*PROVIDED DATA:*
⟨

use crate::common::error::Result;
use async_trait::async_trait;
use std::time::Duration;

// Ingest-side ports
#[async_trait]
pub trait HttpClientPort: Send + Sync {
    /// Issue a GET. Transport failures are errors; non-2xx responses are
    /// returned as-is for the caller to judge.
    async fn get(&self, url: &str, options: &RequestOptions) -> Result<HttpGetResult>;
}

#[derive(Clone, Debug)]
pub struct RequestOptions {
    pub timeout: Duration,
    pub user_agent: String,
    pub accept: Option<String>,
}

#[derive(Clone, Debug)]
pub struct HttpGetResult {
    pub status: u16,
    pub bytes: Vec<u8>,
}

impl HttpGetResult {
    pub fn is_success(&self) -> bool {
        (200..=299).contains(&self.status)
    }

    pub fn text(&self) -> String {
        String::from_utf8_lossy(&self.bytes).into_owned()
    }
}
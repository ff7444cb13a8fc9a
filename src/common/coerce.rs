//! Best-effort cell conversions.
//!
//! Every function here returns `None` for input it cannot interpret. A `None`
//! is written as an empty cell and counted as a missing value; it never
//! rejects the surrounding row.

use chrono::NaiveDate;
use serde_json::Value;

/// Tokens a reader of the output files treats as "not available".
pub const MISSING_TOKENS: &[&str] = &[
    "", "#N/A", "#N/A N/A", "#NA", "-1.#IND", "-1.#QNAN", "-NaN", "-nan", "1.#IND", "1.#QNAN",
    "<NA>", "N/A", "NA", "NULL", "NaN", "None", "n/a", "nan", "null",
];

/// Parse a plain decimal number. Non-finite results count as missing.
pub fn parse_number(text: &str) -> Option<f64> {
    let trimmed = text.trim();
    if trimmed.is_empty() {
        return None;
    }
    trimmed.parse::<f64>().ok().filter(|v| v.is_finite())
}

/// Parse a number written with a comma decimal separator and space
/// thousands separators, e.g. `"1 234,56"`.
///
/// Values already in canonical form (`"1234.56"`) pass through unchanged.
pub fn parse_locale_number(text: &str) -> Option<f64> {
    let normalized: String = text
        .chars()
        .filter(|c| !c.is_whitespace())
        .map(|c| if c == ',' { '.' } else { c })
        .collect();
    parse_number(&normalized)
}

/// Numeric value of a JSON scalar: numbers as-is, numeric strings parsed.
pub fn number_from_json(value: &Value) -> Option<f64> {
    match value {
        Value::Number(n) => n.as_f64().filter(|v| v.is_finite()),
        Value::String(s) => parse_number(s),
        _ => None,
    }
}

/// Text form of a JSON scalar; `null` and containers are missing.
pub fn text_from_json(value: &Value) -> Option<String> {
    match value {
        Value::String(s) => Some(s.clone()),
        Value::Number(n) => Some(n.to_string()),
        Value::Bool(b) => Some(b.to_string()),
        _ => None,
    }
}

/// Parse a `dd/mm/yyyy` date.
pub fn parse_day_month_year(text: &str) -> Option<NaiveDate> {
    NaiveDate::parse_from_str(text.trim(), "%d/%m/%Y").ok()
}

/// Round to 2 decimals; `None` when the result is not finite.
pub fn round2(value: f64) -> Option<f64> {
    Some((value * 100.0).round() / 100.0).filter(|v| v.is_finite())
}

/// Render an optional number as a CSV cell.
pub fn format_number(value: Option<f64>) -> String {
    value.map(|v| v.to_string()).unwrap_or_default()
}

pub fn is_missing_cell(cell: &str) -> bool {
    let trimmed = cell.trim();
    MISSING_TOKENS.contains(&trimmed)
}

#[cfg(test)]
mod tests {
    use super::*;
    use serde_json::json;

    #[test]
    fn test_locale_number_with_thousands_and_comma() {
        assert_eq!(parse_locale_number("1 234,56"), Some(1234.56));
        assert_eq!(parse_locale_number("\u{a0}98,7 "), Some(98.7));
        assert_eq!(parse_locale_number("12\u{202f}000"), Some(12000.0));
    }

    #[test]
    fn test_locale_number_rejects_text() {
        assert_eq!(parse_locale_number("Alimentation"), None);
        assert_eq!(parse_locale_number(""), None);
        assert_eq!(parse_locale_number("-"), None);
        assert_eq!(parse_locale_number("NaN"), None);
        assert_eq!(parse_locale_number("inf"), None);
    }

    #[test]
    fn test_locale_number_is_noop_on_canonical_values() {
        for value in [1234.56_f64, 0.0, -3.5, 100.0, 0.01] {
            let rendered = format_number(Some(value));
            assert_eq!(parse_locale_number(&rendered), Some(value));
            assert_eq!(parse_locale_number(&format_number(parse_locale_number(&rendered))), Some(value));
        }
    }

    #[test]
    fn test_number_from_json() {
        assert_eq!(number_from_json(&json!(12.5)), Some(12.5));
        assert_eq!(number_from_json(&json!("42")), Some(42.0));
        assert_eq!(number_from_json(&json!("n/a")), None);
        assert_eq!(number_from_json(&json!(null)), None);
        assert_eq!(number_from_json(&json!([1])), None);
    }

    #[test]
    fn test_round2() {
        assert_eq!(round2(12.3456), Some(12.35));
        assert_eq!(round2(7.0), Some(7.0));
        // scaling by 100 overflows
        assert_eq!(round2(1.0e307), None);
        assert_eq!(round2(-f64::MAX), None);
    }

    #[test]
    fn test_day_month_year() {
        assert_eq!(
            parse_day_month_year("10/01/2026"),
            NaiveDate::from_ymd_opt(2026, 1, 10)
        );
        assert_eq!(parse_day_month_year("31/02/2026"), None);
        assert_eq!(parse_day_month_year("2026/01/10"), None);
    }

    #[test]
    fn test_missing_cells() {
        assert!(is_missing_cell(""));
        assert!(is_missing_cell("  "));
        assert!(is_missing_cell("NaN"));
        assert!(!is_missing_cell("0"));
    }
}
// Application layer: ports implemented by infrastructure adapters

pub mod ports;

⟩

*WHAT TO DO:*
Each entry should be retyped exactly as given.

*RESULT OF THIS EXERCISE:*
use crate::common::error::Result;
use async_trait::async_trait;
use std::time::Duration;

// Ingest-side ports
#[async_trait]
pub trait HttpClientPort: Send + Sync {
    /// Issue a GET. Transport failures are errors; non-2xx responses are
    /// returned as-is for the caller to judge.
    async fn get(&self, url: &str, options: &RequestOptions) -> Result<HttpGetResult>;
}

#[derive(Clone, Debug)]
pub struct RequestOptions {
    pub timeout: Duration,
    pub user_agent: String,
    pub accept: Option<String>,
}

#[derive(Clone, Debug)]
pub struct HttpGetResult {
    pub status: u16,
    pub bytes: Vec<u8>,
}

impl HttpGetResult {
    pub fn is_success(&self) -> bool {
        (200..=299).contains(&self.status)
    }

    pub fn text(&self) -> String {
        String::from_utf8_lossy(&self.bytes).into_owned()
    }
}
repository ff7444cb13a8fc9a
filename src/common/coerce.rs
//! Best-effort cell conversions.
//!
//! Every function here returns `None` for input it cannot interpret. A `None`
//! is written as an empty cell and counted as a missing value; it never
//! rejects the surrounding row.

use chrono::NaiveDate;
use serde_json::Value;

/// Tokens a reader of the output files treats as "not available".
pub const MISSING_TOKENS: &[&str] = &[
    "", "#N/A", "#N/A N/A", "#NA", "-1.#IND", "-1.#QNAN", "-NaN", "-nan", "1.#IND", "1.#QNAN",
    "<NA>", "N/A", "NA", "NULL", "NaN", "None", "n/a", "nan", "null",
];

/// Parse a plain decimal number. Non-finite results count as missing.
pub fn parse_number(text: &str) -> Option<f64> {
    let trimmed = text.trim();
    if trimmed.is_empty() {
        return None;
    }
    trimmed.parse::<f64>().ok().filter(|v| v.is_finite())
}

/// Parse a number written with a comma decimal separator and space
/// thousands separators, e.g. `"1 234,56"`.
///
/// Values already in canonical form (`"1234.56"`) pass through unchanged.
pub fn parse_locale_number(text: &str) -> Option<f64> {
    let normalized: String = text
        .chars()
        .filter(|c| !c.is_whitespace())
        .map(|c| if c == ',' { '.' } else { c })
        .collect();
    parse_number(&normalized)
}

/// Numeric value of a JSON scalar: numbers as-is, numeric strings parsed.
pub fn number_from_json(value: &Value) -> Option<f64> {
    match value {
        Value::Number(n) => n.as_f64().filter(|v| v.is_finite()),
        Value::String(s) => parse_number(s),
        _ => None,
    }
}

/// Text form of a JSON scalar; `null` and containers are missing.
pub fn text_from_json(value: &Value) -> Option<String> {
    match value {
        Value::String(s) => Some(s.clone()),
        Value::Number(n) => Some(n.to_string()),
        Value::Bool(b) => Some(b.to_string()),
        _ => None,
    }
}

/// Parse a `dd/mm/yyyy` date.
pub fn parse_day_month_year(text: &str) -> Option<NaiveDate> {
    NaiveDate::parse_from_str(text.trim(), "%d/%m/%Y").ok()
}

/// Round to 2 decimals; `None` when the result is not finite.
pub fn round2(value: f64) -> Option<f64> {
    Some((value * 100.0).round() / 100.0).filter(|v| v.is_finite())
}

/// Render an optional number as a CSV cell.
pub fn format_number(value: Option<f64>) -> String {
    value.map(|v| v.to_string()).unwrap_or_default()
}

pub fn is_missing_cell(cell: &str) -> bool {
    let trimmed = cell.trim();
    MISSING_TOKENS.contains(&trimmed)
}

#[cfg(test)]
mod tests {
    use super::*;
    use serde_json::json;

    #[test]
    fn test_locale_number_with_thousands_and_comma() {
        assert_eq!(parse_locale_number("1 234,56"), Some(1234.56));
        assert_eq!(parse_locale_number("\u{a0}98,7 "), Some(98.7));
        assert_eq!(parse_locale_number("12\u{202f}000"), Some(12000.0));
    }

    #[test]
    fn test_locale_number_rejects_text() {
        assert_eq!(parse_locale_number("Alimentation"), None);
        assert_eq!(parse_locale_number(""), None);
        assert_eq!(parse_locale_number("-"), None);
        assert_eq!(parse_locale_number("NaN"), None);
        assert_eq!(parse_locale_number("inf"), None);
    }

    #[test]
    fn test_locale_number_is_noop_on_canonical_values() {
        for value in [1234.56_f64, 0.0, -3.5, 100.0, 0.01] {
            let rendered = format_number(Some(value));
            assert_eq!(parse_locale_number(&rendered), Some(value));
            assert_eq!(parse_locale_number(&format_number(parse_locale_number(&rendered))), Some(value));
        }
    }

    #[test]
    fn test_number_from_json() {
        assert_eq!(number_from_json(&json!(12.5)), Some(12.5));
        assert_eq!(number_from_json(&json!("42")), Some(42.0));
        assert_eq!(number_from_json(&json!("n/a")), None);
        assert_eq!(number_from_json(&json!(null)), None);
        assert_eq!(number_from_json(&json!([1])), None);
    }

    #[test]
    fn test_round2() {
        assert_eq!(round2(12.3456), Some(12.35));
        assert_eq!(round2(7.0), Some(7.0));
        // scaling by 100 overflows
        assert_eq!(round2(1.0e307), None);
        assert_eq!(round2(-f64::MAX), None);
    }

    #[test]
    fn test_day_month_year() {
        assert_eq!(
            parse_day_month_year("10/01/2026"),
            NaiveDate::from_ymd_opt(2026, 1, 10)
        );
        assert_eq!(parse_day_month_year("31/02/2026"), None);
        assert_eq!(parse_day_month_year("2026/01/10"), None);
    }

    #[test]
    fn test_missing_cells() {
        assert!(is_missing_cell(""));
        assert!(is_missing_cell("  "));
        assert!(is_missing_cell("NaN"));
        assert!(!is_missing_cell("0"));
    }
}
// Application layer: ports implemented by infrastructure adapters

pub mod ports;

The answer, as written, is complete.